(Stored data)
>>>>
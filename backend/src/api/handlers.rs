//! JSON endpoint handlers.
//!
//! Every handler that reads upstream data first makes sure the cache has
//! been filled; when it is empty and the fetch fails the request ends in a
//! 502 through [`ApiError::Upstream`].

use axum::extract::{Path, Query, State};
use axum::response::{IntoResponse, Json, Response};

use super::filters::{
    dates_in_year, location_views, positive_filter, secondary_limit, ArtistFilter, EventFilter,
    LocationFilter, SourceSelection,
};
use super::logs::log_warning;
use super::state::AppState;
use super::types::{
    ArtistsQuery, DatesQuery, EventsQuery, HealthResponse, IdQuery, LocationView, LocationsQuery,
    RefreshResponse, SpotifyArtistDetail,
};
use crate::error::{ApiError, ApiResult, SpotifyError};
use crate::models::{ArtistWithMeta, DataBundle, DatesIndex, Event, Relation, UnifiedArtist};
use crate::transform::{from_primary, from_secondary, merge_unified};

const SPOTIFY_DISABLED: &str = "spotify integration is not configured";

// =============================================================================
// Snapshot access
// =============================================================================

async fn snapshot(state: &AppState) -> ApiResult<DataBundle> {
    state.refresher.ensure_populated().await?;
    Ok(state.cache().snapshot().unwrap_or_default())
}

async fn artists(state: &AppState) -> ApiResult<Vec<ArtistWithMeta>> {
    state.refresher.ensure_populated().await?;
    Ok(state.cache().artists_with_meta().unwrap_or_default())
}

async fn events(state: &AppState) -> ApiResult<Vec<Event>> {
    state.refresher.ensure_populated().await?;
    Ok(state.cache().events().unwrap_or_default())
}

// =============================================================================
// Artists
// =============================================================================

/// `GET /api/artists`
///
/// Plain [`ArtistWithMeta`] list unless a unified response is selected via
/// `source` / `external`, in which case primary and secondary results are
/// merged into [`UnifiedArtist`] records.
pub async fn list_artists(
    State(state): State<AppState>,
    Query(query): Query<ArtistsQuery>,
) -> ApiResult<Response> {
    let filter = ArtistFilter::from_query(&query);
    let selection = SourceSelection::from_query(&query);

    let filtered: Vec<ArtistWithMeta> = artists(&state)
        .await?
        .into_iter()
        .filter(|artist| filter.matches(artist))
        .collect();

    if !selection.unified {
        return Ok(Json(filtered).into_response());
    }

    if state.spotify.is_none() && !selection.primary {
        return Err(ApiError::Unavailable(SPOTIFY_DISABLED.to_string()));
    }

    let primary: Vec<UnifiedArtist> = if selection.primary {
        filtered.iter().map(from_primary).collect()
    } else {
        Vec::new()
    };

    let secondary = if selection.secondary && !filter.name.is_empty() {
        search_secondary(&state, &filter.name, secondary_limit(&query)).await
    } else {
        Vec::new()
    };

    Ok(Json(merge_unified(primary, secondary)).into_response())
}

/// Secondary search, degraded to no results on any failure.
async fn search_secondary(state: &AppState, name: &str, limit: i64) -> Vec<UnifiedArtist> {
    let Some(spotify) = state.spotify.as_ref() else {
        return Vec::new();
    };

    let timeout = state.config.secondary_timeout;
    let outcome = tokio::time::timeout(timeout, spotify.search_artists(name, limit))
        .await
        .unwrap_or_else(|_| Err(SpotifyError::Upstream(format!("search timed out after {timeout:?}"))));

    match outcome {
        Ok(hits) => hits
            .iter()
            .map(from_secondary)
            .filter(|u| !u.image_url.trim().is_empty() && !u.name.trim().is_empty())
            .collect(),
        Err(err) => {
            log_warning(format!("Spotify search failed, serving primary results only: {err}"));
            Vec::new()
        }
    }
}

/// `GET /api/artists/{id}`
pub async fn get_artist(
    State(state): State<AppState>,
    Path(id): Path<String>,
) -> ApiResult<Json<ArtistWithMeta>> {
    let id: i64 = id
        .trim()
        .parse()
        .map_err(|_| ApiError::BadRequest(format!("invalid artist id: {id:?}")))?;

    artists(&state)
        .await?
        .into_iter()
        .find(|artist| artist.artist.id == id)
        .map(Json)
        .ok_or_else(|| ApiError::NotFound(format!("artist {id} not found")))
}

// =============================================================================
// Locations, dates, relations, events
// =============================================================================

/// `GET /api/locations`
pub async fn list_locations(
    State(state): State<AppState>,
    Query(query): Query<LocationsQuery>,
) -> ApiResult<Json<Vec<LocationView>>> {
    let filter = LocationFilter::from_query(&query);
    let bundle = snapshot(&state).await?;

    let views = location_views(&bundle)
        .into_iter()
        .filter(|view| filter.matches(view))
        .collect();

    Ok(Json(views))
}

/// `GET /api/dates`
pub async fn list_dates(
    State(state): State<AppState>,
    Query(query): Query<DatesQuery>,
) -> ApiResult<Json<Vec<DatesIndex>>> {
    let year = positive_filter(query.year.as_deref());
    let bundle = snapshot(&state).await?;
    Ok(Json(dates_in_year(bundle.dates, year)))
}

/// `GET /api/relation`
pub async fn list_relations(
    State(state): State<AppState>,
    Query(query): Query<IdQuery>,
) -> ApiResult<Json<Vec<Relation>>> {
    let id = positive_filter(query.id.as_deref());
    let relations = snapshot(&state).await?.relations;

    if id == 0 {
        return Ok(Json(relations));
    }

    Ok(Json(relations.into_iter().filter(|r| r.id == id).take(1).collect()))
}

/// `GET /api/events`
pub async fn list_events(
    State(state): State<AppState>,
    Query(query): Query<EventsQuery>,
) -> ApiResult<Json<Vec<Event>>> {
    let filter = EventFilter::from_query(&query);

    let filtered = events(&state)
        .await?
        .into_iter()
        .filter(|event| filter.matches(event))
        .collect();

    Ok(Json(filtered))
}

// =============================================================================
// Spotify
// =============================================================================

/// `GET /api/spotify/artist?id=`
pub async fn spotify_artist(
    State(state): State<AppState>,
    Query(query): Query<IdQuery>,
) -> ApiResult<Json<SpotifyArtistDetail>> {
    let spotify = state
        .spotify
        .as_ref()
        .ok_or_else(|| ApiError::Unavailable(SPOTIFY_DISABLED.to_string()))?;

    let id = query.id.as_deref().unwrap_or_default().trim();
    if id.is_empty() {
        return Err(ApiError::BadRequest("id is required".to_string()));
    }

    let timeout = state.config.secondary_timeout;
    let outcome = tokio::time::timeout(timeout, spotify.get_artist(id))
        .await
        .unwrap_or_else(|_| Err(SpotifyError::Upstream(format!("lookup timed out after {timeout:?}"))));

    match outcome {
        Ok(artist) => Ok(Json(artist.into())),
        Err(err) => {
            log_warning(format!("Spotify artist lookup failed: {err}"));
            Err(ApiError::NotFound(format!("spotify artist {id} not found")))
        }
    }
}

// =============================================================================
// Operations
// =============================================================================

/// `POST /api/refresh`
pub async fn refresh(State(state): State<AppState>) -> ApiResult<Json<RefreshResponse>> {
    let artists = state.refresher.refresh().await?;

    Ok(Json(RefreshResponse {
        status: "ok",
        artists,
        fetched_at: state.cache().fetched_at(),
    }))
}

/// `GET /health`, `GET /healthz`
pub async fn health_check() -> Json<HealthResponse> {
    Json(HealthResponse {
        status: "ok",
        service: "gigscope",
        version: env!("CARGO_PKG_VERSION"),
    })
}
<<<<
» Exercise
In the data, how many lines include the string "NotFound"? Reply with only that number.

» Answer to this problem
2